Voy en el tren sentado en dirección opuesta a la marcha, rumbo a Valencia, donde el sol del invierno carece del rencor traicionero de Madrid. Comparto una mesa para cuatro. Al principio este asiento me sitúa en un incómodo espacio de silencio con tres extraños, que se disipa tan pronto como cada uno habitamos nuestras impermeables burbujas. La mujer que tengo enfrente, de pelo recién dorado y apoteosis de laca, habla en voz alta por el teléfono y rompe la efectividad de mi burbuja. La mascarilla la asfixia, pero no la detiene. Expone sus dolores con vitalidad atronadora y se queja de que sus hijos no la quieren, porque no la visitan desde hace tiempo.
Si el arte pretendiera la verdad, como a menudo se tiñe de laca este adjetivo (con decoro universalista), solo nos quedaría el resentimiento. La ficción o mentira del arte permite nuestra libertad, pues nada absoluto eclipsa la representación de nuestro deseo. Si una pintura de Ángeles Santos fuese más verdadera que una de Remedios Varo, entonces habrían monopolizado nuestra libertad sentimental, como la mujer que tengo enfrente, que desea fagocitar el querer de su descendencia, como Saturno o las ideologías devoran a sus hijos.
Amamos el arte porque agita nuestra pasión hacia la vida, aunque su representación nos duela.
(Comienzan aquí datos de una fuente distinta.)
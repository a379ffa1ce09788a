//! Multilateral netting
//!
//! Nets every eligible obligation across all bank pairs at once and moves
//! money once per participant.
//!
//! # Algorithm
//!
//! 1. Visit each unordered bank pair's partition exactly once
//! 2. For every eligible record: `net[payee] += remaining`,
//!    `net[payer] -= remaining`, and propose remaining 0 / SETTLED
//! 3. On apply, debit every negative position and credit every positive one
//!
//! ```text
//! A→B: 1000   B→C: 800   C→A: 600
//!
//! Net positions:
//!   A: -1000 + 600 = -400 (debited)
//!   B: +1000 - 800 = +200 (credited)
//!   C:  +800 - 600 = +200 (credited)
//! ```
//!
//! Each record adds and subtracts the same amount, so positions always sum
//! to exactly zero.

use crate::{
    accounts::{stage_credit, stage_debit},
    context::{SettlementContext, WriteSet},
    events::{MovementSource, PaymentEventDetails, SettlementEvent},
    lifecycle::stage_netting_update,
    types::{
        BatchWindowId, Eligibility, MultilateralOffsetResult, NettingReport, NettingStatus,
        ParticipantId, PartitionName, PaymentStatus, PaymentTally, PaymentUpdate,
        SettlementAccount, SettlementStatistics,
    },
    Error, Result,
};
use chrono::{DateTime, Utc};
use rust_decimal::Decimal;
use std::collections::{BTreeMap, HashSet};
use std::sync::Arc;

/// Which batch windows a pass draws records from
#[derive(Debug, Clone, Copy, PartialEq, Eq)]
enum WindowScope {
    All,
    Only(BatchWindowId),
    Through(BatchWindowId),
}

impl WindowScope {
    fn admits(self, window: BatchWindowId) -> bool {
        match self {
            WindowScope::All => true,
            WindowScope::Only(w) => window == w,
            WindowScope::Through(w) => window <= w,
        }
    }

    fn window(self) -> Option<BatchWindowId> {
        match self {
            WindowScope::All => None,
            WindowScope::Only(w) | WindowScope::Through(w) => Some(w),
        }
    }
}

/// Multilateral netting engine
#[derive(Debug, Clone)]
pub struct MultilateralNetting {
    ctx: Arc<SettlementContext>,
    eligibility: Eligibility,
}

impl MultilateralNetting {
    /// Create multilateral netting engine
    pub fn new(ctx: Arc<SettlementContext>, eligibility: Eligibility) -> Self {
        Self { ctx, eligibility }
    }

    /// Which records a pass nets
    pub fn eligibility(&self) -> Eligibility {
        self.eligibility
    }

    /// Net positions over every eligible record
    pub fn calculate_multilateral_offset(&self) -> Result<MultilateralOffsetResult> {
        self.ctx.require_clearinghouse("Multilateral netting")?;
        self.calculate(WindowScope::All)
    }

    /// Net positions over the eligible records of one batch window
    pub fn calculate_for_window(&self, window: BatchWindowId) -> Result<MultilateralOffsetResult> {
        self.ctx.require_clearinghouse("Multilateral netting")?;
        self.ctx.windows().validate_window_at(window, Utc::now())?;
        self.calculate(WindowScope::Only(window))
    }

    /// Net positions over the eligible records of `window` and every earlier one
    pub fn calculate_through_window(&self, window: BatchWindowId) -> Result<MultilateralOffsetResult> {
        self.ctx.require_clearinghouse("Multilateral netting")?;
        self.ctx.windows().validate_window_at(window, Utc::now())?;
        self.calculate(WindowScope::Through(window))
    }

    fn calculate(&self, scope: WindowScope) -> Result<MultilateralOffsetResult> {
        let window = scope.window();
        let mut net_positions: BTreeMap<ParticipantId, Decimal> = BTreeMap::new();
        let mut updates = Vec::new();

        for (a, b) in self.ctx.participants().pairs() {
            let partition = PartitionName::bilateral(a, b);

            for record in self.ctx.scan_payments(&partition)? {
                if !self.eligibility.includes(record.status) {
                    continue;
                }
                if !scope.admits(record.batch_window) {
                    continue;
                }
                if record.partition() != partition {
                    tracing::warn!(
                        payment_id = %record.id,
                        partition = %partition,
                        "Skipping record stored outside its bilateral partition"
                    );
                    self.ctx.metrics().records_skipped.inc();
                    continue;
                }

                *net_positions.entry(record.payee.clone()).or_default() += record.remaining;
                *net_positions.entry(record.payer.clone()).or_default() -= record.remaining;

                updates.push(PaymentUpdate {
                    payment_id: record.id,
                    payer: record.payer,
                    payee: record.payee,
                    remaining: Decimal::ZERO,
                    status: PaymentStatus::Settled,
                    version: record.version,
                });
            }
        }

        let result = MultilateralOffsetResult {
            net_positions,
            updates,
            batch_window: window,
            calculated_at: Utc::now(),
        };

        tracing::info!(
            participants = result.net_positions.len(),
            updates = result.updates.len(),
            total_settled = %result.total_settled(),
            batch_window = ?window,
            "Multilateral offset calculated"
        );

        Ok(result)
    }

    /// Apply a proposal: settle its payments and move each net position once
    pub fn apply_multilateral_offset(&self, proposal: &MultilateralOffsetResult) -> Result<NettingReport> {
        let caller = self.ctx.require_clearinghouse("Multilateral netting")?;

        if !proposal.net_sum().is_zero() {
            return Err(Error::InvalidInput(format!(
                "Net positions sum to {}, expected zero",
                proposal.net_sum()
            )));
        }
        for participant in proposal.net_positions.keys() {
            self.ctx.require_bank(participant)?;
        }

        let mut seen = HashSet::new();
        let mut writes = WriteSet::new();
        let mut events = Vec::new();

        for update in &proposal.updates {
            if !seen.insert(update.payment_id.as_str()) {
                return Err(Error::InvalidInput(format!(
                    "Payment {} appears twice in proposal",
                    update.payment_id
                )));
            }

            let (before, after) = stage_netting_update(&self.ctx, &mut writes, update)?;
            if after.status != before.status {
                events.push(SettlementEvent::for_status(
                    after.status,
                    PaymentEventDetails::for_record(&after, Some(before.status), &caller),
                ));
            }
        }

        let now = Utc::now();
        for (participant, net) in &proposal.net_positions {
            if *net < Decimal::ZERO {
                let movement = stage_debit(
                    &self.ctx,
                    &mut writes,
                    participant,
                    -*net,
                    MovementSource::MultilateralNetting,
                    now,
                )?;
                events.push(SettlementEvent::NettingDebitExecuted(movement));
            } else if *net > Decimal::ZERO {
                let movement = stage_credit(
                    &self.ctx,
                    &mut writes,
                    participant,
                    *net,
                    MovementSource::MultilateralNetting,
                    now,
                )?;
                events.push(SettlementEvent::NettingCreditExecuted(movement));
            }
        }

        self.ctx.commit(writes)?;

        let report = NettingReport {
            executed: true,
            net_positions: proposal.net_positions.clone(),
            updates_count: proposal.updates.len(),
            total_settled: proposal.total_settled(),
            processed_participants: proposal.processed_participants(),
            batch_window: proposal.batch_window,
            timestamp: now,
        };

        self.ctx
            .metrics()
            .record_netting_pass("multilateral", report.updates_count);
        tracing::info!(
            updates = report.updates_count,
            total_settled = %report.total_settled,
            participants = report.processed_participants.len(),
            "Multilateral offset applied"
        );

        self.ctx.emit_all(events);
        self.ctx.emit(SettlementEvent::MultilateralOffsetExecuted {
            net_positions: report.net_positions.clone(),
            updates_count: report.updates_count,
            total_settled: report.total_settled,
            processed_participants: report.processed_participants.clone(),
            timestamp: report.timestamp,
        });

        Ok(report)
    }

    /// Calculate, then apply when there is anything to net
    pub fn execute_scheduled_netting(&self) -> Result<NettingReport> {
        self.ctx.require_clearinghouse("Multilateral netting")?;
        self.execute(WindowScope::All)
    }

    /// [`MultilateralNetting::execute_scheduled_netting`] restricted to one window
    pub fn execute_for_window(&self, window: BatchWindowId) -> Result<NettingReport> {
        self.execute_for_window_at(window, Utc::now())
    }

    /// [`MultilateralNetting::execute_for_window`] with the window validated against `now`
    pub fn execute_for_window_at(&self, window: BatchWindowId, now: DateTime<Utc>) -> Result<NettingReport> {
        self.ctx.require_clearinghouse("Multilateral netting")?;
        self.ctx.windows().validate_window_at(window, now)?;
        self.execute(WindowScope::Only(window))
    }

    /// Net `window` together with whatever earlier windows still hold
    ///
    /// Records created in a window that was already netted, but which only
    /// became eligible afterwards, are picked up here.
    pub fn execute_through_window(&self, window: BatchWindowId) -> Result<NettingReport> {
        self.execute_through_window_at(window, Utc::now())
    }

    /// [`MultilateralNetting::execute_through_window`] with the window validated against `now`
    pub fn execute_through_window_at(
        &self,
        window: BatchWindowId,
        now: DateTime<Utc>,
    ) -> Result<NettingReport> {
        self.ctx.require_clearinghouse("Multilateral netting")?;
        self.ctx.windows().validate_window_at(window, now)?;
        self.execute(WindowScope::Through(window))
    }

    fn execute(&self, scope: WindowScope) -> Result<NettingReport> {
        let window = scope.window();
        let timer = self.ctx.metrics().netting_duration.start_timer();
        let proposal = self.calculate(scope)?;

        if proposal.updates.is_empty() {
            let timestamp = Utc::now();
            let reason = "No eligible payments found for multilateral netting".to_string();

            self.ctx.metrics().netting_skipped.inc();
            tracing::info!(batch_window = ?window, "{}", reason);
            self.ctx.emit(SettlementEvent::MultilateralNettingSkipped {
                reason,
                batch_window: window,
                timestamp,
            });

            timer.observe_duration();
            return Ok(NettingReport {
                executed: false,
                net_positions: BTreeMap::new(),
                updates_count: 0,
                total_settled: Decimal::ZERO,
                processed_participants: Vec::new(),
                batch_window: window,
                timestamp,
            });
        }

        let report = self.apply_multilateral_offset(&proposal)?;
        timer.observe_duration();
        Ok(report)
    }

    /// Eligible payments awaiting the next pass, per payer
    ///
    /// Reporting only: unreadable partitions are listed and skipped rather
    /// than failing the query.
    pub fn netting_status(&self) -> Result<NettingStatus> {
        self.ctx.require_clearinghouse("Netting status")?;

        let mut by_payer: BTreeMap<ParticipantId, PaymentTally> = BTreeMap::new();
        let mut total = PaymentTally::default();
        let mut skipped_partitions = Vec::new();

        for (a, b) in self.ctx.participants().pairs() {
            let partition = PartitionName::bilateral(a, b);
            let records = match self.ctx.scan_payments(&partition) {
                Ok(records) => records,
                Err(e) => {
                    tracing::warn!(partition = %partition, error = %e, "Skipping partition in netting status");
                    skipped_partitions.push(partition);
                    continue;
                }
            };

            for record in records.into_iter().filter(|r| self.eligibility.includes(r.status)) {
                by_payer.entry(record.payer).or_default().add(record.remaining);
                total.add(record.remaining);
            }
        }

        Ok(NettingStatus {
            by_payer,
            total,
            skipped_partitions,
            current_window: self.ctx.windows().current_window(),
        })
    }

    /// Payment totals per status and bank balances across the network
    pub fn statistics(&self) -> Result<SettlementStatistics> {
        self.ctx.require_clearinghouse("Settlement statistics")?;

        let mut total = PaymentTally::default();
        let mut by_status: BTreeMap<PaymentStatus, PaymentTally> = BTreeMap::new();
        let mut skipped_partitions = Vec::new();

        for (a, b) in self.ctx.participants().pairs() {
            let partition = PartitionName::bilateral(a, b);
            let records = match self.ctx.scan_payments(&partition) {
                Ok(records) => records,
                Err(e) => {
                    tracing::warn!(partition = %partition, error = %e, "Skipping partition in statistics");
                    skipped_partitions.push(partition);
                    continue;
                }
            };

            for record in records {
                total.add(record.amount);
                by_status.entry(record.status).or_default().add(record.amount);
            }
        }

        let mut balances = BTreeMap::new();
        for bank in self.ctx.participants().banks() {
            let partition = PartitionName::settlement(bank);
            match self.ctx.read_json::<SettlementAccount>(&partition, bank.as_str()) {
                Ok(Some(account)) => {
                    balances.insert(bank.clone(), account.balance);
                }
                Ok(None) => {}
                Err(e) => {
                    tracing::warn!(participant = %bank, error = %e, "Skipping unreadable account");
                }
            }
        }

        Ok(SettlementStatistics {
            total,
            by_status,
            balances,
            skipped_partitions,
            collected_at: Utc::now(),
        })
    }
}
Lo que inspira el arte es la eterna búsqueda de la reconciliación entre ser amados y amar, pero sin engullir la libertad emocional del otro. Por ello, el arte es el cortafuegos más efectivo contra la violencia que brota del resentimiento: mientras uno pueda crear, recrear o admirar una obra, su deseo no buscará otras argucias coactivas. Debemos proteger el arte, porque es preferible suicidarnos, asesinar al padre, a la madre o al rey en un poema que en la literalidad del acto. Nietzsche escribió: «Solo el arte puede salvarnos», o «inventamos el arte para no morir por la verdad».
Nietzsche también nos recordó que la vida no tiene sentido. Esta afirmación, lejos de ser pesimista, es el motor del arte: la ausencia de sentido nos invita a crearlo. Si la vida tuviera una verdad absoluta, nuestro deseo ya estaría conducido y obligado. La misma idea la encontramos en Camus, cuando escribió que la primera pregunta filosófica es el suicidio. No elegimos haber nacido, pero si decidimos seguir con vida, entonces debemos ser artífices de nuestra existencia. La misma dinámica sucede con el amor: la debilidad consiste en delegar que alguien nos ame sin haber creado algo digno de admiración. El arte propone interpretación; el resentimiento lo impone.
El arte es un antídoto contra el resentimiento, como El olvido que seremos, libro de Héctor Abad Faciolince y llevado al cine por Fernando Trueba, obra que rescata la memoria de su padre, médico humanista que fue asesinado por el resentimiento en las calles de Medellín. El resentimiento teme la competencia de la pasión, este peligro se vuelve atroz utilizado políticamente. El enamoramiento, al igual que el arte, es un delirio íntimo, de la imposibilidad para enamorarse surgen demencias públicas.
Gracias a ese desvarío privado que llamamos obra de arte nos sentimos menos solos en los registros inseguros de nuestra intimidad, en nuestras dudas acerca de la rigidez de los sentidos prestados. La verdad absoluta e incuestionable nos conduce a lugares que odiamos, como la mujer que ventila enfermedades y que va a visitar a sus hijos desde la mendicidad amorosa. Ella sigue hablando, ha pasado una hora, y mi venganza es retratarla, porque me parece violento pedirle que se calle.
El arte es la alternativa a lo permisible y nos reconcilia con la faceta oculta de nuestro deseo. Cuando Angelica Liddell afirmó que «en vez de disparar a alguien, escribo», transformó el dolor en una reconciliación consigo misma. El fundamento del arte es el cuidado de la pasión, antes de que una ideología bautice de enemigo a la diferencia (aquello que no nos ama o no lo hace como desearíamos). Cuando nuestra fuerza se conduce hacia la tarea de darnos un sentido, nos empeñamos en cuidar de nuestra pasión y evitamos que el resentimiento nos consuma. Seremos arte, porque lo contrario es la atrocidad del olvido.